Joan Rivers died of brain damage concludes post mortem
Comedian Joan Rivers died of brain damage from low blood oxygen, the New York medical examiner's office has ruled.
The star died on 4 September aged 81 after being on life support for a week following a cardiac arrest during a medical procedure.
The death was classified as a "therapeutic complication", meaning it was a known risk of the procedure.
Negligence is not suspected and was not listed as a contributing cause.
The medical examiner listed the official cause of death as anoxic encephalopathy due to hypoxic arrest - a condition caused when brain tissue is deprived of oxygen leading to brain damage.
Rivers had been sedated with the anaesthetic propofol during her outpatient procedure examining the back of her throat and vocal cords.
She was taken to Mount Sinai Hospital after she stopped breathing, where she was put on life support.
Hypoxia and cardiac arrest are rare side effects of propofol, but patients usually sign a waiver before surgery to confirm they understand the risks.
"I always tell my clients when they come through here, every time you have surgery you're playing Russian roulette," medical malpractice lawyer Steven Harris told Associated Press.
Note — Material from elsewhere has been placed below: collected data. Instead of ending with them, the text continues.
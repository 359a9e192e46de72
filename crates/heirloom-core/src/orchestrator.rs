//! One run: fetch, index, select, plan, post, report

use chrono::{DateTime, Utc};
use futures_util::stream::{self, StreamExt};
use gh_client::IssueClient;
use heirloom_config::{Config, Settings};
use log::{info, warn};
use tokio::sync::watch;

use crate::activity::ActivityEvaluator;
use crate::error::RunError;
use crate::hierarchy::HierarchyGraph;
use crate::planner::{plan, RefreshAction};
use crate::report::RunReport;
use crate::selector::select_parents;

/// Execution knobs for the write phase
#[derive(Debug, Clone)]
pub struct RunOptions {
    /// Plan and log only
    pub dry_run: bool,
    /// Comments posted in parallel
    pub write_concurrency: usize,
    /// Set to `true` to abandon the fetch or stop issuing further comments
    pub shutdown: watch::Receiver<bool>,
}

impl RunOptions {
    pub fn new(config: &Config, shutdown: watch::Receiver<bool>) -> Self {
        Self {
            dry_run: config.dry_run,
            write_concurrency: config.write_concurrency,
            shutdown,
        }
    }
}

enum Outcome {
    Posted,
    Failed(String),
    Cancelled,
}

/// Validate settings into a run configuration
///
/// Runs before any client exists, so an invalid configuration never causes
/// network traffic.
pub fn prepare(settings: Settings) -> Result<Config, RunError> {
    let config = settings.resolve()?;
    info!(
        "Configured {} ({}, threshold {} days{})",
        config.repository,
        config.selection,
        config.days_threshold,
        if config.dry_run { ", dry run" } else { "" }
    );
    Ok(config)
}

/// Protect the parents of recently active issues in the configured repository
///
/// Fetch failures and hierarchy errors abort the run. Linked issues the
/// client could not fetch are recorded as fetch failures. A failed comment
/// is recorded in the report and the remaining comments are still
/// attempted. Shutdown during the fetch returns a cancelled report with
/// nothing planned.
pub async fn run(
    client: &dyn IssueClient,
    config: &Config,
    options: RunOptions,
) -> Result<RunReport, RunError> {
    run_at(client, config, options, Utc::now()).await
}

async fn run_at(
    client: &dyn IssueClient,
    config: &Config,
    options: RunOptions,
    now: DateTime<Utc>,
) -> Result<RunReport, RunError> {
    let owner = config.repository.owner.as_str();
    let name = config.repository.name.as_str();

    let mut shutdown = options.shutdown.clone();
    if *shutdown.borrow() {
        warn!("Run cancelled before fetching issues, nothing planned");
        return Ok(cancelled_report());
    }
    let fetched = tokio::select! {
        result = client.fetch_issues(owner, name) => result,
        _ = shutdown_requested(&mut shutdown) => {
            warn!("Run cancelled while fetching issues, nothing planned");
            return Ok(cancelled_report());
        }
    };
    let outcome = fetched.map_err(|source| RunError::Fetch {
        repository: config.repository.to_string(),
        source,
    })?;
    info!(
        "Fetched {} issues from {}",
        outcome.issues.len(),
        config.repository
    );
    for missing in &outcome.unresolved {
        warn!(
            "Could not fetch linked issue #{}, its ancestors may go unprotected: {}",
            missing.number, missing.error
        );
    }

    let graph = HierarchyGraph::build(outcome.issues)?;
    let evaluator = ActivityEvaluator::new(config.days_threshold, now);

    let selected = select_parents(&graph, &config.selection, &evaluator);
    info!("Selected {} parent issue(s)", selected.len());

    let actions = plan(&graph, &selected, &evaluator, &config.update_message);
    let mut report = RunReport::new(selected.len(), &actions);
    for missing in &outcome.unresolved {
        report.record_fetch_failure(missing.number, missing.error.to_string());
    }

    if options.dry_run {
        for action in &actions {
            info!(
                "Dry run: would comment on #{} (trigger #{})",
                action.target, action.trigger
            );
            report.record_skipped();
        }
        info!("Run finished: {}", report);
        return Ok(report);
    }

    let shutdown = &options.shutdown;
    let outcomes: Vec<(u64, Outcome)> = stream::iter(actions.iter())
        .map(|action: &RefreshAction| async move {
            if *shutdown.borrow() {
                return (action.target, Outcome::Cancelled);
            }
            let outcome = match client
                .post_comment(owner, name, action.target, &action.message)
                .await
            {
                Ok(()) => Outcome::Posted,
                Err(err) => Outcome::Failed(err.to_string()),
            };
            (action.target, outcome)
        })
        .buffer_unordered(options.write_concurrency.max(1))
        .collect()
        .await;

    for (target, outcome) in outcomes {
        match outcome {
            Outcome::Posted => {
                info!("Commented on #{}", target);
                report.record_success();
            }
            Outcome::Failed(cause) => {
                warn!("Failed to comment on #{}: {}", target, cause);
                report.record_failure(target, cause);
            }
            Outcome::Cancelled => {
                report.cancelled = true;
                report.record_skipped();
            }
        }
    }
    report.failures.sort_by_key(|f| f.issue);

    if report.cancelled {
        warn!(
            "Run cancelled, {} comment(s) not posted",
            report.actions_skipped
        );
    }
    info!("Run finished: {}", report);
    Ok(report)
}

fn cancelled_report() -> RunReport {
    RunReport {
        cancelled: true,
        ..Default::default()
    }
}

/// Resolves once shutdown is requested; never if the sender is gone
async fn shutdown_requested(shutdown: &mut watch::Receiver<bool>) {
    let sender_gone = shutdown.wait_for(|stop| *stop).await.is_err();
    if sender_gone {
        std::future::pending::<()>().await;
    }
}
//! Parent issue protection for GitHub sub-issue hierarchies
//!
//! Stale bots close issues that have seen no activity for a while. Parent
//! issues (epics, initiatives) are often quiet while the work happens in
//! their sub-issues. This crate finds such parents and plans one refresh
//! comment for each of them per run.
//!
//! # Architecture
//!
//! ```text
//! IssueClient ──fetch──► HierarchyGraph ──► select_parents ──► plan ──► post
//!                        (index, cycle        (filters or       (one action
//!                         check)               all ancestors)    per parent)
//! ```
//!
//! Everything between fetching and posting is synchronous and pure; the
//! run's `now` is captured once and threaded through [`ActivityEvaluator`].

pub mod activity;
pub mod error;
pub mod hierarchy;
pub mod orchestrator;
pub mod planner;
pub mod report;
pub mod selector;

#[cfg(test)]
mod test_support;

pub use activity::{is_recently_active, ActivityEvaluator};
pub use error::{RunError, StructuralError};
pub use hierarchy::HierarchyGraph;
pub use orchestrator::{prepare, run, RunOptions};
pub use planner::{plan, render_message, RefreshAction};
pub use report::{ActionFailure, FetchFailure, PlannedAction, RunReport};
pub use selector::select_parents;
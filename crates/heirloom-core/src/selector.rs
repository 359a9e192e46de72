//! Choosing which issues to protect

use std::collections::BTreeMap;

use gh_client::Issue;
use heirloom_config::{ParentFilters, SelectionMode};

use crate::activity::ActivityEvaluator;
use crate::hierarchy::HierarchyGraph;

/// Issues to protect under `selection`, in number order without duplicates
///
/// With [`SelectionMode::Filters`] an issue is selected when one of its
/// labels or its issue type is configured (exact, case-sensitive match).
/// With [`SelectionMode::AllAncestors`] the selection is every ancestor of
/// any recently active issue; labels and types play no part.
pub fn select_parents<'g>(
    graph: &'g HierarchyGraph,
    selection: &SelectionMode,
    evaluator: &ActivityEvaluator,
) -> Vec<&'g Issue> {
    match selection {
        SelectionMode::Filters(filters) => graph
            .issues()
            .filter(|issue| matches_filters(issue, filters))
            .collect(),
        SelectionMode::AllAncestors => {
            let mut selected: BTreeMap<u64, &Issue> = BTreeMap::new();
            for active in graph.issues().filter(|i| evaluator.is_recently_active(i)) {
                for ancestor in graph.ancestors_of(active.number) {
                    selected.insert(ancestor.number, ancestor);
                }
            }
            selected.into_values().collect()
        }
    }
}

fn matches_filters(issue: &Issue, filters: &ParentFilters) -> bool {
    issue.labels.iter().any(|label| filters.labels.contains(label))
        || issue
            .issue_type
            .as_ref()
            .is_some_and(|t| filters.types.contains(t))
}

#[cfg(test)]
mod tests {
    use super::*;
    use chrono::{TimeDelta, TimeZone, Utc};

    fn evaluator() -> ActivityEvaluator {
        ActivityEvaluator::new(30, Utc.with_ymd_and_hms(2024, 6, 1, 0, 0, 0).unwrap())
    }

    fn issue(number: u64, days_ago: i64, parents: &[u64]) -> Issue {
        let at = evaluator().now() - TimeDelta::days(days_ago);
        let mut issue = Issue::new(number, format!("Issue {}", number), at);
        issue.parents = parents.to_vec();
        issue
    }

    fn filters(labels: &[&str], types: &[&str]) -> SelectionMode {
        SelectionMode::Filters(ParentFilters {
            labels: labels.iter().map(|s| s.to_string()).collect(),
            types: types.iter().map(|s| s.to_string()).collect(),
        })
    }

    fn numbers(issues: &[&Issue]) -> Vec<u64> {
        issues.iter().map(|i| i.number).collect()
    }

    #[test]
    fn test_label_or_type_match() {
        let mut epic = issue(1, 100, &[]);
        epic.labels = vec!["epic".to_string()];
        let mut typed = issue(2, 100, &[]);
        typed.issue_type = Some("Initiative".to_string());
        let mut both = issue(3, 100, &[]);
        both.labels = vec!["epic".to_string(), "bug".to_string()];
        both.issue_type = Some("Initiative".to_string());
        let mut wrong_case = issue(4, 100, &[]);
        wrong_case.labels = vec!["Epic".to_string()];
        let plain = issue(5, 100, &[]);

        let graph = HierarchyGraph::build(vec![epic, typed, both, wrong_case, plain]).unwrap();
        let selected = select_parents(&graph, &filters(&["epic"], &["Initiative"]), &evaluator());

        assert_eq!(numbers(&selected), vec![1, 2, 3]);
    }

    #[test]
    fn test_no_matching_filters_selects_nothing() {
        let graph = HierarchyGraph::build(vec![issue(1, 0, &[]), issue(2, 0, &[1])]).unwrap();
        let selected = select_parents(&graph, &filters(&["epic"], &[]), &evaluator());
        assert!(selected.is_empty());
    }

    #[test]
    fn test_all_ancestors_of_active_leaf() {
        // Root(1) -> A(2) -> Leaf(3), only the leaf is active
        let graph = HierarchyGraph::build(vec![
            issue(1, 90, &[]),
            issue(2, 60, &[1]),
            issue(3, 1, &[2]),
        ])
        .unwrap();

        let selected = select_parents(&graph, &SelectionMode::AllAncestors, &evaluator());
        assert_eq!(numbers(&selected), vec![1, 2]);
    }

    #[test]
    fn test_all_ancestors_deduplicates_shared_ancestors() {
        // 1 -> {2, 3}, both leaves active, 4 is an unrelated stale root
        let graph = HierarchyGraph::build(vec![
            issue(1, 90, &[]),
            issue(2, 3, &[1]),
            issue(3, 5, &[1]),
            issue(4, 90, &[]),
        ])
        .unwrap();

        let selected = select_parents(&graph, &SelectionMode::AllAncestors, &evaluator());
        assert_eq!(numbers(&selected), vec![1]);
    }

    #[test]
    fn test_all_ancestors_ignores_labels() {
        let mut labelled = issue(1, 90, &[]);
        labelled.labels = vec!["epic".to_string()];
        let graph = HierarchyGraph::build(vec![labelled, issue(2, 90, &[1])]).unwrap();

        // nothing is active, so the label does not matter
        let selected = select_parents(&graph, &SelectionMode::AllAncestors, &evaluator());
        assert!(selected.is_empty());
    }
}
"The more surgery, the more the numbers can catch up with you - and as we know, Ms Rivers had a lot of surgery."
The medical examiner's ruling, however, does not prevent Rivers' family from filing a legal claim against the clinic where the procedure took place.
Rivers' daughter, Melissa, said she had no comment on the ruling.
"We continue to be saddened by our tragic loss and grateful for the enormous outpouring of love and support from around the world," she added.